Ex vivo liver resection
The ex vivo surgery involves removing the liver from the abdominal cavity with hepatectomy technique used in liver transplantation and resection of the tumor in the liver exsangue outside the body. After the resection, liver is implanted back into his abdominal position, performing the arterial, venous and biliary anastomosis appropriate.56 In liver surgery ex vivo, when the liver is removed from the body, the blood inside is replaced by preservation solution between 0 and 4°, allowing an intervention of several hours without problems when re-implanted. Although the morbidity and mortality of this technique is higher than conventional liver resections, it is also true that survives a percentage of patients without this surgery has no chance of treatment. Yet there are few reports on the long-term results of this surgery and the experiences described are varied and incomplete.
Some conclusions are:
Associating Liver Partition and Portal vein Ligation for Staged hepatectomy (ALPPS)

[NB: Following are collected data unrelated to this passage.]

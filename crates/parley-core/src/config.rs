//! Configuration system for Parley.
//!
//! Resolution order: environment variables → config file → defaults.
//! Command-line flags are applied on top by the daemon.
//!
//! Config file location:
//!   1. $PARLEY_CONFIG (explicit override)
//!   2. $XDG_CONFIG_HOME/parley/config.toml
//!   3. ~/.config/parley/config.toml

use serde::{Deserialize, Serialize};
use std::path::PathBuf;

/// Top-level configuration.
#[derive(Debug, Clone, Default, Serialize, Deserialize)]
#[serde(default)]
pub struct ParleyConfig {
    pub identity: IdentityConfig,
    pub network: NetworkConfig,
    pub discovery: DiscoveryConfig,
}

#[derive(Debug, Clone, Default, Serialize, Deserialize)]
#[serde(default)]
pub struct IdentityConfig {
    /// Display name sent in HELLO. Empty = ask at startup.
    pub username: String,
}

#[derive(Debug, Clone, Serialize, Deserialize)]
#[serde(default)]
pub struct NetworkConfig {
    /// TCP port peers connect to. 0 = OS-assigned.
    pub listen_port: u16,
    /// Relay received chat messages to every other connected peer.
    pub forward: bool,
    /// Outbound dial timeout.
    pub connect_timeout_ms: u64,
    /// How many recent message ids are remembered for loop prevention.
    pub dedup_capacity: usize,
}

#[derive(Debug, Clone, Serialize, Deserialize)]
#[serde(default)]
pub struct DiscoveryConfig {
    pub enabled: bool,
    /// IPv4 multicast group.
    pub group: String,
    /// UDP port shared by every node on the LAN.
    pub port: u16,
    /// Re-announce period. 0 = only at startup and on demand.
    pub announce_interval_secs: u64,
}

// ── Defaults ──────────────────────────────────────────────────────────────────

pub const DEFAULT_DEDUP_CAPACITY: usize = 2000;
pub const DEFAULT_CONNECT_TIMEOUT_MS: u64 = 5000;
pub const DEFAULT_DISCOVERY_GROUP: &str = "230.0.0.0";
pub const DEFAULT_DISCOVERY_PORT: u16 = 4446;

impl Default for NetworkConfig {
    fn default() -> Self {
        Self {
            listen_port: 0,
            forward: true,
            connect_timeout_ms: DEFAULT_CONNECT_TIMEOUT_MS,
            dedup_capacity: DEFAULT_DEDUP_CAPACITY,
        }
    }
}

impl Default for DiscoveryConfig {
    fn default() -> Self {
        Self {
            enabled: true,
            group: DEFAULT_DISCOVERY_GROUP.to_string(),
            port: DEFAULT_DISCOVERY_PORT,
            announce_interval_secs: 0,
        }
    }
}

// ── Path helpers ──────────────────────────────────────────────────────────────

fn config_dir() -> PathBuf {
    std::env::var("XDG_CONFIG_HOME")
        .map(PathBuf::from)
        .unwrap_or_else(|_| dirs_or_home().join(".config"))
        .join("parley")
}

fn dirs_or_home() -> PathBuf {
    std::env::var("HOME")
        .map(PathBuf::from)
        .unwrap_or_else(|_| PathBuf::from("/tmp"))
}

// ── Errors ────────────────────────────────────────────────────────────────────

#[derive(Debug, thiserror::Error)]
pub enum ConfigError {
    #[error("failed to read {0}: {1}")]
    ReadFailed(PathBuf, std::io::Error),
    #[error("failed to parse {0}: {1}")]
    ParseFailed(PathBuf, toml::de::Error),
    #[error("failed to write {0}: {1}")]
    WriteFailed(PathBuf, std::io::Error),
    #[error("failed to serialize: {0}")]
    SerializeFailed(toml::ser::Error),
}

// ── Loading ───────────────────────────────────────────────────────────────────

impl ParleyConfig {
    /// Load config: env vars → file → defaults.
    pub fn load() -> Result<Self, ConfigError> {
        Self::load_from(Self::file_path())
    }

    /// Load from an explicit path, still applying env overrides.
    pub fn load_from(path: PathBuf) -> Result<Self, ConfigError> {
        let mut config = if path.exists() {
            let text = std::fs::read_to_string(&path)
                .map_err(|e| ConfigError::ReadFailed(path.clone(), e))?;
            Self::from_toml(&text).map_err(|e| ConfigError::ParseFailed(path.clone(), e))?
        } else {
            ParleyConfig::default()
        };
        config.apply_env_overrides();
        Ok(config)
    }

    pub fn from_toml(text: &str) -> Result<Self, toml::de::Error> {
        toml::from_str(text)
    }

    /// Config file path.
    pub fn file_path() -> PathBuf {
        std::env::var("PARLEY_CONFIG")
            .map(PathBuf::from)
            .unwrap_or_else(|_| config_dir().join("config.toml"))
    }

    /// Write default config if none exists. Returns the path.
    pub fn write_default_if_missing() -> Result<PathBuf, ConfigError> {
        let path = Self::file_path();
        if !path.exists() {
            if let Some(parent) = path.parent() {
                std::fs::create_dir_all(parent)
                    .map_err(|e| ConfigError::WriteFailed(path.clone(), e))?;
            }
            let text = toml::to_string_pretty(&ParleyConfig::default())
                .map_err(ConfigError::SerializeFailed)?;
            std::fs::write(&path, text).map_err(|e| ConfigError::WriteFailed(path.clone(), e))?;
        }
        Ok(path)
    }

    /// Apply PARLEY_* env var overrides.
    fn apply_env_overrides(&mut self) {
        self.apply_overrides(|key| std::env::var(key).ok());
    }

    /// Apply overrides from any key → value source.
    pub fn apply_overrides(&mut self, lookup: impl Fn(&str) -> Option<String>) {
        if let Some(v) = lookup("PARLEY_IDENTITY__USERNAME") {
            self.identity.username = v;
        }
        if let Some(v) = lookup("PARLEY_NETWORK__LISTEN_PORT") {
            if let Ok(p) = v.parse() {
                self.network.listen_port = p;
            }
        }
        if let Some(v) = lookup("PARLEY_NETWORK__FORWARD") {
            self.network.forward = v == "true" || v == "1";
        }
        if let Some(v) = lookup("PARLEY_DISCOVERY__ENABLED") {
            self.discovery.enabled = v == "true" || v == "1";
        }
        if let Some(v) = lookup("PARLEY_DISCOVERY__PORT") {
            if let Ok(p) = v.parse() {
                self.discovery.port = p;
            }
        }
    }
}
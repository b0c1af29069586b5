//! One live peer connection.
//!
//! The TCP stream is split: the read half becomes a [`LineReader`] owned by
//! the connection's task, the write half stays in the shared [`Connection`]
//! behind a mutex so each protocol line goes out in one piece.

use std::io;
use std::net::IpAddr;
use std::sync::atomic::{AtomicBool, Ordering};
use std::sync::{Mutex, PoisonError, RwLock};
use std::time::Duration;

use tokio::io::{AsyncBufReadExt, AsyncWriteExt, BufReader, BufWriter, Lines};
use tokio::net::tcp::{OwnedReadHalf, OwnedWriteHalf};
use tokio::net::TcpStream;
use tokio::sync::watch;

use parley_core::{wire, PeerAddress, ProtocolMessage};

/// Username shown for a peer until its HELLO arrives.
pub const UNKNOWN_USER: &str = "unknown";

/// How long `close` waits for an in-flight write before giving up on FIN.
const CLOSE_GRACE: Duration = Duration::from_millis(500);

#[derive(Debug, Clone, Copy, PartialEq, Eq)]
pub enum Origin {
    /// Accepted by our listener.
    Inbound,
    /// Dialed by us.
    Outbound,
}

#[derive(Debug, Clone)]
struct RemoteIdentity {
    username: String,
    listen_port: Option<u16>,
}

pub struct Connection {
    local_ip: IpAddr,
    remote_ip: IpAddr,
    source_port: u16,
    origin: Origin,
    identity: RwLock<RemoteIdentity>,
    /// Registry key this connection is currently filed under.
    key: Mutex<String>,
    writer: tokio::sync::Mutex<BufWriter<OwnedWriteHalf>>,
    closed: AtomicBool,
    close_tx: watch::Sender<bool>,
    hello_sent: AtomicBool,
}

/// Read side of a connection. Yields `None` at end of stream or once the
/// connection is closed from anywhere.
pub struct LineReader {
    lines: Lines<BufReader<OwnedReadHalf>>,
    close_rx: watch::Receiver<bool>,
}

impl LineReader {
    pub async fn next_line(&mut self) -> io::Result<Option<String>> {
        if *self.close_rx.borrow() {
            return Ok(None);
        }
        tokio::select! {
            _ = wait_closed(&mut self.close_rx) => Ok(None),
            line = self.lines.next_line() => line,
        }
    }
}

async fn wait_closed(rx: &mut watch::Receiver<bool>) {
    loop {
        let closed = *rx.borrow_and_update();
        if closed {
            return;
        }
        if rx.changed().await.is_err() {
            return;
        }
    }
}

impl Connection {
    pub fn new(stream: TcpStream, origin: Origin) -> io::Result<(std::sync::Arc<Self>, LineReader)> {
        let peer = stream.peer_addr()?;
        let local = stream.local_addr()?;
        if let Err(e) = stream.set_nodelay(true) {
            tracing::trace!(error = %e, "TCP_NODELAY failed");
        }
        let (read_half, write_half) = stream.into_split();
        let (close_tx, close_rx) = watch::channel(false);

        let remote = PeerAddress::from_socket_addr(peer);
        let remote_ip = remote.ip().unwrap_or(peer.ip());
        let local_ip = PeerAddress::from_socket_addr(local).ip().unwrap_or(local.ip());

        let conn = std::sync::Arc::new(Self {
            local_ip,
            remote_ip,
            source_port: peer.port(),
            origin,
            identity: RwLock::new(RemoteIdentity {
                username: UNKNOWN_USER.to_string(),
                listen_port: None,
            }),
            key: Mutex::new(remote.to_string()),
            writer: tokio::sync::Mutex::new(BufWriter::new(write_half)),
            closed: AtomicBool::new(false),
            close_tx,
            hello_sent: AtomicBool::new(false),
        });
        let reader = LineReader {
            lines: BufReader::new(read_half).lines(),
            close_rx,
        };
        Ok((conn, reader))
    }

    // ── Identity ─────────────────────────────────────────────────────────────

    /// Our end of the socket, as the remote sees it on a flat network.
    pub fn local_ip(&self) -> IpAddr {
        self.local_ip
    }

    pub fn remote_ip(&self) -> IpAddr {
        self.remote_ip
    }

    pub fn remote_host(&self) -> String {
        self.remote_ip.to_string()
    }

    /// The socket's remote port. For inbound connections this is ephemeral.
    pub fn source_port(&self) -> u16 {
        self.source_port
    }

    pub fn origin(&self) -> Origin {
        self.origin
    }

    pub fn username(&self) -> String {
        self.identity
            .read()
            .unwrap_or_else(PoisonError::into_inner)
            .username
            .clone()
    }

    /// The remote's self-reported listening port, once HELLO arrived.
    pub fn listen_port(&self) -> Option<u16> {
        self.identity
            .read()
            .unwrap_or_else(PoisonError::into_inner)
            .listen_port
    }

    /// Record the remote's HELLO. Blank usernames stay "unknown". The first
    /// valid listen port sticks; later HELLOs cannot move it.
    pub fn set_remote_hello(&self, username: &str, listen_port: Option<u16>) {
        let mut identity = self.identity.write().unwrap_or_else(PoisonError::into_inner);
        identity.username = if username.trim().is_empty() {
            UNKNOWN_USER.to_string()
        } else {
            username.to_string()
        };
        if identity.listen_port.is_none() {
            identity.listen_port = listen_port.filter(|&p| p > 0);
        }
    }

    /// `host:sourcePort`, the key a connection is registered under before
    /// its HELLO is processed.
    pub fn provisional_key(&self) -> String {
        PeerAddress::from_ip(self.remote_ip, self.source_port).to_string()
    }

    /// `host:listenPort`, once known.
    pub fn promoted_key(&self) -> Option<String> {
        self.listen_port()
            .map(|port| PeerAddress::from_ip(self.remote_ip, port).to_string())
    }

    /// Where this peer can be reached: listening port if known, else the
    /// socket's remote port.
    pub fn remote_address(&self) -> PeerAddress {
        PeerAddress::from_ip(self.remote_ip, self.listen_port().unwrap_or(self.source_port))
    }

    pub(crate) fn key(&self) -> String {
        self.key.lock().unwrap_or_else(PoisonError::into_inner).clone()
    }

    pub(crate) fn set_key(&self, key: String) {
        *self.key.lock().unwrap_or_else(PoisonError::into_inner) = key;
    }

    // ── I/O ──────────────────────────────────────────────────────────────────

    /// Claim the right to send our HELLO. True only for the first caller.
    pub fn mark_hello_sent(&self) -> bool {
        !self.hello_sent.swap(true, Ordering::SeqCst)
    }

    /// Write one message as a single line.
    pub async fn send(&self, msg: &ProtocolMessage) -> io::Result<()> {
        if self.is_closed() {
            return Err(io::Error::new(io::ErrorKind::NotConnected, "connection closed"));
        }
        let mut line = wire::encode(msg);
        line.push('\n');

        let mut writer = self.writer.lock().await;
        writer.write_all(line.as_bytes()).await?;
        writer.flush().await
    }

    pub fn is_closed(&self) -> bool {
        self.closed.load(Ordering::SeqCst)
    }

    /// Close the connection. Idempotent.
    ///
    /// Wakes the reader and half-closes the socket so the remote sees EOF.
    pub async fn close(&self) {
        if self.closed.swap(true, Ordering::SeqCst) {
            return;
        }
        self.close_tx.send_replace(true);

        match tokio::time::timeout(CLOSE_GRACE, self.writer.lock()).await {
            Ok(mut writer) => {
                if let Err(e) = writer.shutdown().await {
                    tracing::trace!(peer = %self.remote_address(), error = %e, "shutdown failed");
                }
            }
            Err(_) => tracing::debug!(peer = %self.remote_address(), "writer busy, skipping FIN"),
        }
    }
}

impl std::fmt::Debug for Connection {
    fn fmt(&self, f: &mut std::fmt::Formatter<'_>) -> std::fmt::Result {
        f.debug_struct("Connection")
            .field("remote", &self.remote_address())
            .field("source_port", &self.source_port)
            .field("origin", &self.origin)
            .field("username", &self.username())
            .field("closed", &self.is_closed())
            .finish()
    }
}
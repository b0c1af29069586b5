//! Local address probing.
//!
//! A node recognises itself by listen port plus one of these addresses.
//! The routed interface address is found by "connecting" a UDP socket to a
//! documentation-range address. No packet is sent; the kernel only picks a
//! source address for the route.

use std::net::{IpAddr, Ipv4Addr, Ipv6Addr, UdpSocket};

const PROBE_V4: &str = "192.0.2.1:9";
const PROBE_V6: &str = "[2001:db8::1]:9";

/// Loopback, plus this host's routed IPv4/IPv6 source addresses when present.
pub fn local_addresses() -> Vec<IpAddr> {
    let mut out = vec![IpAddr::V4(Ipv4Addr::LOCALHOST), IpAddr::V6(Ipv6Addr::LOCALHOST)];

    for (bind, dest) in [("0.0.0.0:0", PROBE_V4), ("[::]:0", PROBE_V6)] {
        match probe(bind, dest) {
            Some(ip) if !out.contains(&ip) => out.push(ip),
            Some(_) => {}
            None => tracing::trace!(dest, "no route for local address probe"),
        }
    }

    tracing::debug!(addrs = ?out, "local addresses");
    out
}

fn probe(bind: &str, dest: &str) -> Option<IpAddr> {
    let socket = UdpSocket::bind(bind).ok()?;
    socket.connect(dest).ok()?;
    let ip = socket.local_addr().ok()?.ip();
    (!ip.is_unspecified()).then_some(ip)
}
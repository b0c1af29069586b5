//! Live connection registry, keyed by `host:port`.
//!
//! A connection is filed under its provisional `host:sourcePort` key when it
//! opens and moved to `host:listenPort` once the remote's HELLO says where it
//! listens. Each connection remembers its current key so removal always hits
//! the right entry.

use std::sync::Arc;

use dashmap::mapref::entry::Entry;
use dashmap::DashMap;

use crate::connection::{Connection, Origin};

/// Where a connection ended up after `register` or `promote`.
#[derive(Debug)]
pub enum Filing {
    /// Filed under this key.
    Filed(String),
    /// Filed under the key in place of `displaced`, a live duplicate link to
    /// the same peer. The caller closes `displaced`.
    Displaced {
        key: String,
        displaced: Arc<Connection>,
    },
    /// A live duplicate already holds the key and stays. The caller closes
    /// the connection it tried to file.
    Rejected { key: String },
}

#[derive(Default)]
pub struct ConnectionRegistry {
    map: DashMap<String, Arc<Connection>>,
}

impl ConnectionRegistry {
    pub fn new() -> Self {
        Self::default()
    }

    /// File `conn` under its provisional key.
    ///
    /// `keep` names which link wins if another live connection already holds
    /// the key; `None` keeps the existing one.
    pub fn register(&self, conn: &Arc<Connection>, keep: Option<Origin>) -> Filing {
        let key = conn.provisional_key();
        let filing = self.file(&key, conn, keep);
        if !matches!(filing, Filing::Rejected { .. }) {
            conn.set_key(key);
        }
        filing
    }

    /// Move `conn` to its `host:listenPort` key.
    ///
    /// No-op until the listen port is known or once the connection sits
    /// under that key. A live duplicate under the target key is settled by
    /// `keep` as in `register`.
    pub fn promote(&self, conn: &Arc<Connection>, keep: Option<Origin>) -> Filing {
        let current = conn.key();
        let target = match conn.promoted_key() {
            Some(target) if target != current => target,
            _ => return Filing::Filed(current),
        };

        let filing = self.file(&target, conn, keep);
        if !matches!(filing, Filing::Rejected { .. }) {
            self.map.remove_if(&current, |_, c| Arc::ptr_eq(c, conn));
            conn.set_key(target.clone());
            tracing::trace!(from = %current, to = %target, "connection key promoted");
        }
        filing
    }

    fn file(&self, key: &str, conn: &Arc<Connection>, keep: Option<Origin>) -> Filing {
        match self.map.entry(key.to_string()) {
            Entry::Occupied(mut slot) if !slot.get().is_closed() => {
                let existing = slot.get().clone();
                if Arc::ptr_eq(&existing, conn) {
                    return Filing::Filed(key.to_string());
                }
                let newcomer_wins =
                    keep.is_some_and(|k| conn.origin() == k && existing.origin() != k);
                if newcomer_wins {
                    slot.insert(conn.clone());
                    tracing::debug!(key, "duplicate link to peer, replacing the older one");
                    Filing::Displaced {
                        key: key.to_string(),
                        displaced: existing,
                    }
                } else {
                    tracing::debug!(key, "duplicate link to peer, keeping the older one");
                    Filing::Rejected {
                        key: key.to_string(),
                    }
                }
            }
            Entry::Occupied(mut stale) => {
                stale.insert(conn.clone());
                Filing::Filed(key.to_string())
            }
            Entry::Vacant(slot) => {
                slot.insert(conn.clone());
                Filing::Filed(key.to_string())
            }
        }
    }

    /// Remove `conn` if it is still the entry under its current key.
    pub fn unregister(&self, conn: &Arc<Connection>) -> bool {
        let key = conn.key();
        self.map.remove_if(&key, |_, c| Arc::ptr_eq(c, conn)).is_some()
    }

    pub fn contains(&self, key: &str) -> bool {
        self.map.contains_key(key)
    }

    pub fn get(&self, key: &str) -> Option<Arc<Connection>> {
        self.map.get(key).map(|c| c.value().clone())
    }

    pub fn len(&self) -> usize {
        self.map.len()
    }

    pub fn is_empty(&self) -> bool {
        self.map.is_empty()
    }

    /// Clones of every registered connection. Safe to hold across `.await`.
    pub fn snapshot(&self) -> Vec<Arc<Connection>> {
        self.map.iter().map(|e| e.value().clone()).collect()
    }

    /// Remove and return every connection.
    pub fn drain(&self) -> Vec<Arc<Connection>> {
        let keys: Vec<String> = self.map.iter().map(|e| e.key().clone()).collect();
        keys.into_iter()
            .filter_map(|k| self.map.remove(&k).map(|(_, c)| c))
            .collect()
    }
}

#[cfg(test)]
mod tests {
    use super::*;
    use crate::connection::LineReader;
    use tokio::net::{TcpListener, TcpStream};

    /// A connection whose remote is a fresh client socket.
    async fn linked(listener: &TcpListener, origin: Origin) -> (Arc<Connection>, LineReader, TcpStream) {
        let addr = listener.local_addr().unwrap();
        let (client, accepted) = tokio::join!(TcpStream::connect(addr), listener.accept());
        let (conn, reader) = Connection::new(accepted.unwrap().0, origin).unwrap();
        (conn, reader, client.unwrap())
    }

    fn filed(filing: Filing) -> String {
        match filing {
            Filing::Filed(key) => key,
            other => panic!("expected Filed, got {other:?}"),
        }
    }

    #[tokio::test]
    async fn register_promote_unregister() {
        let listener = TcpListener::bind("127.0.0.1:0").await.unwrap();
        let registry = ConnectionRegistry::new();
        let (conn, _r, _c) = linked(&listener, Origin::Inbound).await;

        assert_eq!(filed(registry.register(&conn, None)), conn.provisional_key());
        assert!(registry.contains(&conn.provisional_key()));

        // Unknown listen port: nothing moves.
        assert_eq!(filed(registry.promote(&conn, None)), conn.provisional_key());

        conn.set_remote_hello("bob", Some(6000));
        assert_eq!(filed(registry.promote(&conn, None)), "127.0.0.1:6000");
        assert!(registry.contains("127.0.0.1:6000"));
        assert!(!registry.contains(&conn.provisional_key()));
        assert_eq!(registry.len(), 1);

        // Promotion happens once, even if the peer later claims another port.
        conn.set_remote_hello("bob", Some(7000));
        assert_eq!(filed(registry.promote(&conn, None)), "127.0.0.1:6000");
        assert!(!registry.contains("127.0.0.1:7000"));
        assert_eq!(registry.len(), 1);

        assert!(registry.unregister(&conn));
        assert!(registry.is_empty());
        assert!(!registry.unregister(&conn));
    }

    #[tokio::test]
    async fn duplicate_link_without_preference_keeps_the_existing_one() {
        let listener = TcpListener::bind("127.0.0.1:0").await.unwrap();
        let registry = ConnectionRegistry::new();
        let (first, _r1, _c1) = linked(&listener, Origin::Inbound).await;
        let (second, _r2, _c2) = linked(&listener, Origin::Inbound).await;

        for conn in [&first, &second] {
            filed(registry.register(conn, None));
            conn.set_remote_hello("bob", Some(6000));
        }
        assert_eq!(filed(registry.promote(&first, None)), "127.0.0.1:6000");
        assert!(matches!(
            registry.promote(&second, Some(Origin::Inbound)),
            Filing::Rejected { .. }
        ));
        assert_eq!(second.key(), second.provisional_key());

        let held = registry.get("127.0.0.1:6000").unwrap();
        assert!(Arc::ptr_eq(&held, &first));

        // Removing the loser leaves the promoted entry alone.
        assert!(registry.unregister(&second));
        assert!(registry.contains("127.0.0.1:6000"));
        assert_eq!(registry.len(), 1);
    }

    #[tokio::test]
    async fn preferred_origin_displaces_a_duplicate() {
        let listener = TcpListener::bind("127.0.0.1:0").await.unwrap();
        let registry = ConnectionRegistry::new();
        let (dialed, _r1, _c1) = linked(&listener, Origin::Outbound).await;
        let (accepted, _r2, _c2) = linked(&listener, Origin::Inbound).await;
        let target = dialed.provisional_key();

        filed(registry.register(&dialed, None));
        filed(registry.register(&accepted, None));
        accepted.set_remote_hello("bob", Some(dialed.source_port()));

        match registry.promote(&accepted, Some(Origin::Inbound)) {
            Filing::Displaced { key, displaced } => {
                assert_eq!(key, target);
                assert!(Arc::ptr_eq(&displaced, &dialed));
            }
            other => panic!("expected Displaced, got {other:?}"),
        }
        assert_eq!(registry.len(), 1);
        assert!(Arc::ptr_eq(&registry.get(&target).unwrap(), &accepted));

        // The displaced link no longer owns its old key.
        assert!(!registry.unregister(&dialed));
        assert_eq!(registry.len(), 1);
    }

    #[tokio::test]
    async fn closed_entries_are_replaced() {
        let listener = TcpListener::bind("127.0.0.1:0").await.unwrap();
        let registry = ConnectionRegistry::new();
        let (first, _r1, _c1) = linked(&listener, Origin::Inbound).await;
        let (second, _r2, _c2) = linked(&listener, Origin::Inbound).await;
        for conn in [&first, &second] {
            filed(registry.register(conn, None));
            conn.set_remote_hello("bob", Some(6000));
        }
        filed(registry.promote(&first, None));
        first.close().await;

        assert_eq!(filed(registry.promote(&second, None)), "127.0.0.1:6000");
        assert_eq!(registry.len(), 1);
    }

    #[tokio::test]
    async fn drain_empties_the_registry() {
        let listener = TcpListener::bind("127.0.0.1:0").await.unwrap();
        let registry = ConnectionRegistry::new();
        let (a, _ra, _ca) = linked(&listener, Origin::Inbound).await;
        let (b, _rb, _cb) = linked(&listener, Origin::Inbound).await;
        registry.register(&a, None);
        registry.register(&b, None);

        assert_eq!(registry.snapshot().len(), 2);
        assert_eq!(registry.drain().len(), 2);
        assert!(registry.is_empty());
    }
}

It is a recently introduced surgical technique that allows large liver resections, but preventing the development of liver failure. This technique can include patients who a few years ago could not be operated because the remnant liver would be very small. It consists of two operations: the first operation consists essentially in occluding right portal vein, which leads to progressive atrophy of the liver lobe receiving no normal blood flow, with consequent hypertrophy of the left liver. In the second operation resection of liver usually it is done right committed to remain a left liver, which is the longest in time and with enough functionality. You can even make partial lobe resection in the latter if there are metastases in the sector. Thus liver failure is avoided.58
In the first operation should be performed with conventional anesthetic technique reducing PVC; in order to decrease the size of the liver, allowing the proper work of the surgeon in a small sector and reduce bleeding. In the second intervention is necessary to reduce the PVC, the liver is separated into two parts, one of which (right) will be finally resected, but without significant parenchymal transection. The anesthetic technique, monitoring and postoperative analgesia are conducted, according to the described criteria for liver resections in general.59
The liver metastasis seat from different organs and primary tumors. This has forced surgeons to a permanent search for treatments to improve patient survival and even reach their healing. In two decades, liver surgery, is no longer a procedure reserved for very few centers and very experienced surgical teams, to become recognized as a frequent intervention and a low incidence of complications. The combination of anesthetic and surgical advances have allowed this medical success. It is possible that in the coming years can attend progress, even today we cannot imagine.
None.
Author declares that there is no conflict of interest.